My guy had some serious dental issues. I had them done even though his numbers were very high and he was no where near regulated....cleaning and 4 extractions. A serious dental infection can certainly cause glucose levels to be raised up. There is no reason to forego a dental procedure because a kitty is FD. Unless the kitty has heart issues a dental can be done as long as the vet is experienced with FD kitties.


From my experience with two FD kitties ( brother and sister) the bond is so so much stronger with an FD kittty. My Tuxie ended up being a gem for shots/testing/pilling while his sister was not as good with the routine. However with both kitties I have found that the love and trust and bond is very much stronger than with a "normal" kitty. I have loved all my kitties, but my Tuxie is/was my heart kitty. :cat:
 
I have 2 cats, and I hate to say it Rufus is my dude. Just has always had a bond and he's so affectionate and caring.

Regarding dental, regular vet referred me to dental specialist because they have more equipment and staff in case there are issues. Dental specialist won't do anything until fructosamine comes back "fair" or better. Both don't think he has issues at least by visually inspecting his teeth. He has lost 2 teeth in the past few months. If you watch him eat, he chews on on side, drops food, wont attempt to eat dry food for weeks, and does this weird tongue thing now. But both still don't think its a dental issue. Both think its the pancreatitus causing him pain to chew. I don't know. Its going to be spendy too. Oh and he had a grade 1 murmur, but I think it went away?
 
Dental specialist won't do anything until fructosamine comes back "fair" or better.


Unfortunately fructosamine testing is only of any use at the start of treatment. It shows an average reading of glucose readings over 2-3 weeks. Once a kitty is on insulin it does not show the ups and downs during each cycle...only the average reading. If a kitty has been very high 1/2 half the time and very low the other 1/2 the time the fructosamine may show a "good" reading, which does not reflect the day to day changes. Home testing is by far the more accurate gauge of how well the insulin and dose is working for your kitty.

ETA Also visual inspection of teeth only goes so far. When my girlie had her dental the visual showed "maybe" a problem with 2 teeth. She ended up needing 8 teeth removed. A vet with a good dental x-ray unit is the best bet.
 
I asked the vet tech about the fruc test and being high and low, but his came back at 480 something I think. And no BG test has ever been below 384? I think. I might give the specialist a call tomorrow and see what actual numbers she wants to see it be at. I have to wonder if his numbers arent budging because of dental issue. then again, he was on antibiotics and the numbers didn't budge, and you'd think they would if he had issues.
 
he was on antibiotics and the numbers didn't budge, and you'd think they would if he had issues.

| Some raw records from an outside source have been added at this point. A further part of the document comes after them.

//! Registry of standard number families
//!
//! The registry maps family tags to constructors and fans a piece of text
//! out to every configured family. Families never see each other's
//! results: a failure in one is just "not this family".

use std::sync::Arc;

use serde::{Deserialize, Serialize};

use crate::config::StdnumConfig;
use crate::error::{Result, ValidationError};
use crate::families::Isbn;
use crate::identifier::Identifier;
use crate::isbn_range::RangeTable;
use crate::number::{NumberKind, StandardNumber};

/// A standard number found in text
#[derive(Debug, Clone, PartialEq, Eq, Serialize, Deserialize)]
#[cfg_attr(feature = "uniffi", derive(uniffi::Record))]
pub struct RecognizedNumber {
    pub kind: NumberKind,
    pub canonical: String,
    pub formatted: Option<String>,
    pub variants: Vec<String>,
}

impl RecognizedNumber {
    /// Snapshot of a number; `None` until it has a canonical value
    pub fn from_identifier(id: &Identifier) -> Option<Self> {
        Some(Self {
            kind: id.kind(),
            canonical: id.canonical_value()?.to_string(),
            formatted: id.format(),
            variants: id.typed_variants(),
        })
    }
}

/// Family constructors plus the settings every constructed number gets
#[derive(Debug, Clone)]
pub struct Registry {
    kinds: Vec<NumberKind>,
    create_checksum: bool,
    prefer_ean: bool,
    ranges: Arc<RangeTable>,
}

impl Default for Registry {
    fn default() -> Self {
        Self::new(NumberKind::all().to_vec())
    }
}

impl Registry {
    pub fn new(kinds: Vec<NumberKind>) -> Self {
        Self {
            kinds,
            create_checksum: false,
            prefer_ean: false,
            ranges: RangeTable::shared_default(),
        }
    }

    /// Registry over families named by tag (case-insensitive)
    pub fn from_tags<I, S>(tags: I) -> std::result::Result<Self, ValidationError>
    where
        I: IntoIterator<Item = S>,
        S: AsRef<str>,
    {
        let kinds = tags
            .into_iter()
            .map(|tag| tag.as_ref().parse())
            .collect::<std::result::Result<Vec<NumberKind>, _>>()?;
        Ok(Self::new(kinds))
    }

    /// Registry described by a configuration, loading its range table
    pub fn from_config(config: &StdnumConfig) -> Result<Self> {
        let mut registry = Self::new(config.kinds()?)
            .with_create_checksum(config.create_checksum)
            .with_prefer_ean(config.prefer_ean);
        if let Some(path) = &config.isbn_ranges {
            registry = registry.with_ranges(Arc::new(RangeTable::load(path)?));
        }
        tracing::debug!(
            "Registry configured with {} families",
            registry.kinds.len()
        );
        Ok(registry)
    }

    pub fn with_create_checksum(mut self, create: bool) -> Self {
        self.create_checksum = create;
        self
    }

    pub fn with_prefer_ean(mut self, prefer_ean: bool) -> Self {
        self.prefer_ean = prefer_ean;
        self
    }

    pub fn with_ranges(mut self, ranges: Arc<RangeTable>) -> Self {
        self.ranges = ranges;
        self
    }

    /// Configured families, in lookup order
    pub fn kinds(&self) -> &[NumberKind] {
        &self.kinds
    }

    /// Empty number of `kind` carrying the registry's settings.
    ///
    /// Works for any family, configured or not.
    pub fn create(&self, kind: NumberKind) -> Identifier {
        let mut id = match kind {
            NumberKind::Isbn => {
                let mut isbn = Isbn::with_ranges(Arc::clone(&self.ranges));
                isbn.prefer_ean(self.prefer_ean);
                Identifier::from(isbn)
            }
            _ => Identifier::new(kind),
        };
        id.create_checksum(self.create_checksum);
        id
    }

    /// Like [`create`](Self::create), looking the family up by tag
    pub fn create_by_tag(&self, tag: &str) -> std::result::Result<Identifier, ValidationError> {
        Ok(self.create(tag.parse()?))
    }

    /// Run one family over `text`, returning the verified number
    pub fn check(&self, kind: NumberKind, text: &str) -> std::result::Result<Identifier, ValidationError> {
        let mut id = self.create(kind);
        id.set(text).normalize().verify()?;
        Ok(id)
    }

    /// Every configured family that validates `text`
    pub fn recognize(&self, text: &str) -> Vec<RecognizedNumber> {
        self.kinds
            .iter()
            .filter_map(|kind| match self.check(*kind, text) {
                Ok(id) => {
                    tracing::trace!("{} recognized in {:?}", kind, text);
                    RecognizedNumber::from_identifier(&id)
                }
                Err(e) => {
                    tracing::trace!("{} rejected {:?}: {}", kind, text, e);
                    None
                }
            })
            .collect()
    }

    /// Typed variants of every family that validates `text`
    pub fn lookup(&self, text: &str) -> Vec<String> {
        let variants: Vec<String> = self
            .recognize(text)
            .into_iter()
            .flat_map(|number| number.variants)
            .collect();
        tracing::debug!("{} variants for {:?}", variants.len(), text);
        variants
    }
}
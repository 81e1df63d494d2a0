//! International Article Number (EAN-13)

use lazy_static::lazy_static;
use regex::Regex;

use crate::checksum::{digit_char, mod10_check_digit};
use crate::error::ValidationError;
use crate::number::{
    dehyphenate, labelled, number_state_methods, settle_check, NumberKind, NumberState,
    StandardNumber,
};

lazy_static! {
    // 7 to 18 digits with optional single hyphens or spaces between them
    pub(crate) static ref DIGIT_RUN: Regex = Regex::new(r"\b[0-9](?:[\- ]?[0-9]){6,17}\b").unwrap();
}

/// EAN-13, weights 1,3,1,… from the left
#[derive(Debug, Clone, Default, PartialEq, Eq)]
pub struct Ean {
    state: NumberState,
}

impl StandardNumber for Ean {
    number_state_methods!();

    fn kind(&self) -> NumberKind {
        NumberKind::Ean
    }

    fn normalize(&mut self) -> &mut Self {
        let candidate = self.state.candidate(&DIGIT_RUN).map(|c| dehyphenate(&c));
        self.state.set_canonical(candidate);
        self
    }

    fn verify(&mut self) -> Result<&mut Self, ValidationError> {
        let value = self.state.require_canonical()?;
        let settled = settle_check(value, 12, self.state.creates_checksum(), |payload| {
            mod10_check_digit(payload, 1).map(digit_char)
        })?;
        self.state.set_canonical(Some(settled));
        Ok(self)
    }

    fn format(&self) -> Option<String> {
        self.state.canonical().map(str::to_string)
    }

    fn typed_variants(&self) -> Vec<String> {
        labelled(self.kind(), &[self.format()])
    }
}
//! Archival Resource Key (`ark:/13030/tf5p30086k`)
//!
//! ARKs have no check character in their general form. Normalization
//! lowercases the scheme, restores the `ark:/` slash and drops hyphens,
//! which carry no identity in an ARK.

use lazy_static::lazy_static;
use regex::Regex;

use crate::checksum::first_foreign;
use crate::error::ValidationError;
use crate::number::{labelled, number_state_methods, NumberKind, NumberState, StandardNumber};

lazy_static! {
    static ref ARK_REGEX: Regex =
        Regex::new(r#"(?i)\bark:/?([0-9bcdfghjkmnpqrstvwxz]{5,})/([^\s"<>]+)"#).unwrap();
}

pub const ARK_RESOLVER: &str = "http://n2t.net/";

#[derive(Debug, Clone, Default, PartialEq, Eq)]
pub struct Ark {
    state: NumberState,
}

fn is_ark_char(c: char) -> bool {
    c.is_ascii_alphanumeric() || "=~*+@_$./%:".contains(c)
}

impl Ark {
    /// Name Assigning Authority Number
    pub fn naan(&self) -> Option<&str> {
        self.parts().map(|(naan, _)| naan)
    }

    /// Name (with qualifiers) assigned by the NAAN
    pub fn name(&self) -> Option<&str> {
        self.parts().map(|(_, name)| name)
    }

    fn parts(&self) -> Option<(&str, &str)> {
        self.state.canonical()?.strip_prefix("ark:/")?.split_once('/')
    }
}

impl StandardNumber for Ark {
    number_state_methods!();

    fn kind(&self) -> NumberKind {
        NumberKind::Ark
    }

    fn normalize(&mut self) -> &mut Self {
        let candidate = self.state.raw().and_then(|raw| {
            let captures = ARK_REGEX.captures(raw)?;
            let naan = captures.get(1)?.as_str().to_lowercase();
            let name: String = captures
                .get(2)?
                .as_str()
                .trim_end_matches(['.', ',', ';', ')', ']', '/'])
                .chars()
                .filter(|c| *c != '-')
                .collect();
            Some(format!("ark:/{}/{}", naan, name))
        });
        self.state.set_canonical(candidate);
        self
    }

    fn verify(&mut self) -> Result<&mut Self, ValidationError> {
        let value = self.state.require_canonical()?;
        let name = self.name().unwrap_or_default();
        if name.is_empty() {
            return Err(ValidationError::NoCandidateFound);
        }
        let offset = value.len() - name.len();
        if let Some(ValidationError::MalformedCharacter {
            character,
            position,
        }) = first_foreign(name, is_ark_char)
        {
            return Err(ValidationError::malformed(character, position + offset));
        }
        Ok(self)
    }

    fn format(&self) -> Option<String> {
        self.state.canonical().map(str::to_string)
    }

    fn typed_variants(&self) -> Vec<String> {
        let mut variants = labelled(self.kind(), &[self.format()]);
        variants.extend(
            self.state
                .canonical()
                .map(|c| format!("{}{}", ARK_RESOLVER, c)),
        );
        variants
    }
}
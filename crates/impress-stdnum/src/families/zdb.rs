//! Zeitschriftendatenbank ID (`2025443-X`)
//!
//! Same weighting as the PPN, but the check character is the remainder
//! itself.

use lazy_static::lazy_static;
use regex::Regex;

use crate::checksum::zdb_check_char;
use crate::error::ValidationError;
use crate::number::{
    dehyphenate, labelled, number_state_methods, NumberKind, NumberState, StandardNumber,
};

use super::ppn::settle_variable;

lazy_static! {
    static ref ZDB_REGEX: Regex = Regex::new(r"\b[0-9]{2,10}[\- ]?[0-9xX]\b").unwrap();
    static ref ZDB_PAYLOAD_REGEX: Regex = Regex::new(r"\b[0-9]{2,10}\b").unwrap();
}

#[derive(Debug, Clone, Default, PartialEq, Eq)]
pub struct Zdb {
    state: NumberState,
}

impl StandardNumber for Zdb {
    number_state_methods!();

    fn kind(&self) -> NumberKind {
        NumberKind::Zdb
    }

    fn normalize(&mut self) -> &mut Self {
        let grammar: &Regex = if self.state.creates_checksum() {
            &ZDB_PAYLOAD_REGEX
        } else {
            &ZDB_REGEX
        };
        let candidate = self
            .state
            .candidate(grammar)
            .map(|c| dehyphenate(&c).to_uppercase());
        self.state.set_canonical(candidate);
        self
    }

    fn verify(&mut self) -> Result<&mut Self, ValidationError> {
        let value = self.state.require_canonical()?;
        let settled = settle_variable(value, self.state.creates_checksum(), zdb_check_char)?;
        self.state.set_canonical(Some(settled));
        Ok(self)
    }

    fn format(&self) -> Option<String> {
        let value = self.state.canonical().filter(|c| c.len() > 1)?;
        let (payload, check) = value.split_at(value.len() - 1);
        Some(format!("{}-{}", payload, check))
    }

    fn typed_variants(&self) -> Vec<String> {
        labelled(
            self.kind(),
            &[self.state.canonical().map(str::to_string), self.format()],
        )
    }
}
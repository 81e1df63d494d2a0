//! Global Trade Item Number
//!
//! GTIN-8, GTIN-12, GTIN-13 and GTIN-14 share one check digit scheme with
//! weights counted from the right. In create mode a complete value has its
//! check digit overwritten; 7 or 11 digits get one appended.

use crate::checksum::{digit_char, gtin_check_digit};
use crate::error::ValidationError;
use crate::number::{
    dehyphenate, labelled, number_state_methods, settle_check, NumberKind, NumberState,
    StandardNumber,
};

use super::ean::DIGIT_RUN;

const LENGTHS: [usize; 4] = [8, 12, 13, 14];

#[derive(Debug, Clone, Default, PartialEq, Eq)]
pub struct Gtin {
    state: NumberState,
}

impl StandardNumber for Gtin {
    number_state_methods!();

    fn kind(&self) -> NumberKind {
        NumberKind::Gtin
    }

    fn normalize(&mut self) -> &mut Self {
        let candidate = self.state.candidate(&DIGIT_RUN).map(|c| dehyphenate(&c));
        self.state.set_canonical(candidate);
        self
    }

    fn verify(&mut self) -> Result<&mut Self, ValidationError> {
        let value = self.state.require_canonical()?;
        let create = self.state.creates_checksum();
        let len = value.len();
        let payload_len = if LENGTHS.contains(&len) {
            len - 1
        } else if create && (len == 7 || len == 11) {
            len
        } else {
            return Err(ValidationError::length("8, 12, 13 or 14", len));
        };
        let settled = settle_check(value, payload_len, create, |payload| {
            gtin_check_digit(payload).map(digit_char)
        })?;
        self.state.set_canonical(Some(settled));
        Ok(self)
    }

    fn format(&self) -> Option<String> {
        self.state.canonical().map(str::to_string)
    }

    fn typed_variants(&self) -> Vec<String> {
        labelled(self.kind(), &[self.format()])
    }
}
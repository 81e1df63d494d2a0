//! International Standard Serial Number

use lazy_static::lazy_static;
use regex::Regex;

use crate::checksum::issn_check_char;
use crate::error::ValidationError;
use crate::number::{
    dehyphenate, labelled, settle_check, NumberKind, NumberState, StandardNumber,
};

lazy_static! {
    static ref ISSN_REGEX: Regex = Regex::new(r"\b[0-9]{4}[\- ]?[0-9]{3}[0-9xX]?\b").unwrap();
}

/// ISSN: seven digits plus a mod-11 check character (`X` for ten)
#[derive(Debug, Clone, Default, PartialEq, Eq)]
pub struct Issn {
    state: NumberState,
    formatted: Option<String>,
}

impl Issn {
    fn derive_formatted(&mut self) {
        self.formatted = self
            .state
            .canonical()
            .filter(|c| c.len() > 7)
            .map(|c| format!("{}-{}", &c[..4], &c[4..]));
    }
}

impl StandardNumber for Issn {
    fn set(&mut self, value: &str) -> &mut Self {
        self.state.set(value);
        self.formatted = None;
        self
    }

    fn create_checksum(&mut self, create: bool) -> &mut Self {
        self.state.set_create(create);
        self
    }

    fn canonical_value(&self) -> Option<&str> {
        self.state.canonical()
    }

    fn reset(&mut self) -> &mut Self {
        self.state.reset();
        self.formatted = None;
        self
    }

    fn kind(&self) -> NumberKind {
        NumberKind::Issn
    }

    fn normalize(&mut self) -> &mut Self {
        let candidate = self
            .state
            .candidate(&ISSN_REGEX)
            .map(|c| dehyphenate(&c).to_uppercase());
        self.state.set_canonical(candidate);
        self.derive_formatted();
        self
    }

    fn verify(&mut self) -> Result<&mut Self, ValidationError> {
        let value = self.state.require_canonical()?;
        let settled = settle_check(value, 7, self.state.creates_checksum(), issn_check_char)?;
        self.state.set_canonical(Some(settled));
        self.derive_formatted();
        Ok(self)
    }

    fn format(&self) -> Option<String> {
        self.formatted.clone()
    }

    fn typed_variants(&self) -> Vec<String> {
        labelled(
            self.kind(),
            &[self.state.canonical().map(str::to_string), self.format()],
        )
    }
}

#[cfg(test)]
mod tests {
    use super::*;

    #[test]
    fn test_valid_issn() {
        let mut issn = Issn::default();
        issn.set("ISSN 0317-8471").normalize();
        assert_eq!(issn.canonical_value(), Some("03178471"));
        assert_eq!(issn.format().as_deref(), Some("0317-8471"));
        assert!(issn.is_valid());
        assert_eq!(
            issn.typed_variants(),
            vec!["ISSN 03178471", "ISSN 0317-8471"]
        );
    }

    #[test]
    fn test_x_check_character() {
        let mut issn = Issn::default();
        // 2434-561X
        assert!(issn.set("2434-561x").normalize().is_valid());
        assert_eq!(issn.canonical_value(), Some("2434561X"));
    }

    #[test]
    fn test_checksum_mismatch() {
        let mut issn = Issn::default();
        let err = issn.set("0317-8472").normalize().verify().unwrap_err();
        assert_eq!(err, ValidationError::checksum('1', '2'));
    }

    #[test]
    fn test_create_checksum() {
        let mut issn = Issn::default();
        issn.create_checksum(true).set("0317-847").normalize();
        assert_eq!(issn.format(), None);
        issn.verify().unwrap();
        assert_eq!(issn.format().as_deref(), Some("0317-8471"));
    }

    #[test]
    fn test_no_candidate() {
        let mut issn = Issn::default();
        assert!(!issn.set("no serial here").normalize().is_valid());
        assert_eq!(issn.canonical_value(), None);
        assert_eq!(issn.format(), None);
    }
}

Not all antibiotics are as effective with dental issues. For my two I used antirobe ((clindamycin hydrochloride) before each dental and it helped to alleviate most of the visual infections. I personally ( for my own teeth) had a few teeth 4+ months ago that were badly infected and even the clindamycin did not get rid of the active infection. Only by having the teeth actually extracted was I able to "cure" the infection. Sometimes infections are far below the gum line and extractions are needed.
 
Well hopefully I can get him in soon. I really don't want to jeopardize his health, but were going on what 10 weeks and his number are almost a constant. He seems so much better, but no change in numbers. Maybe time to look for a different dental specialist. I did point out to the vet today that his best recorded number was the one the next morning after is covenia injection.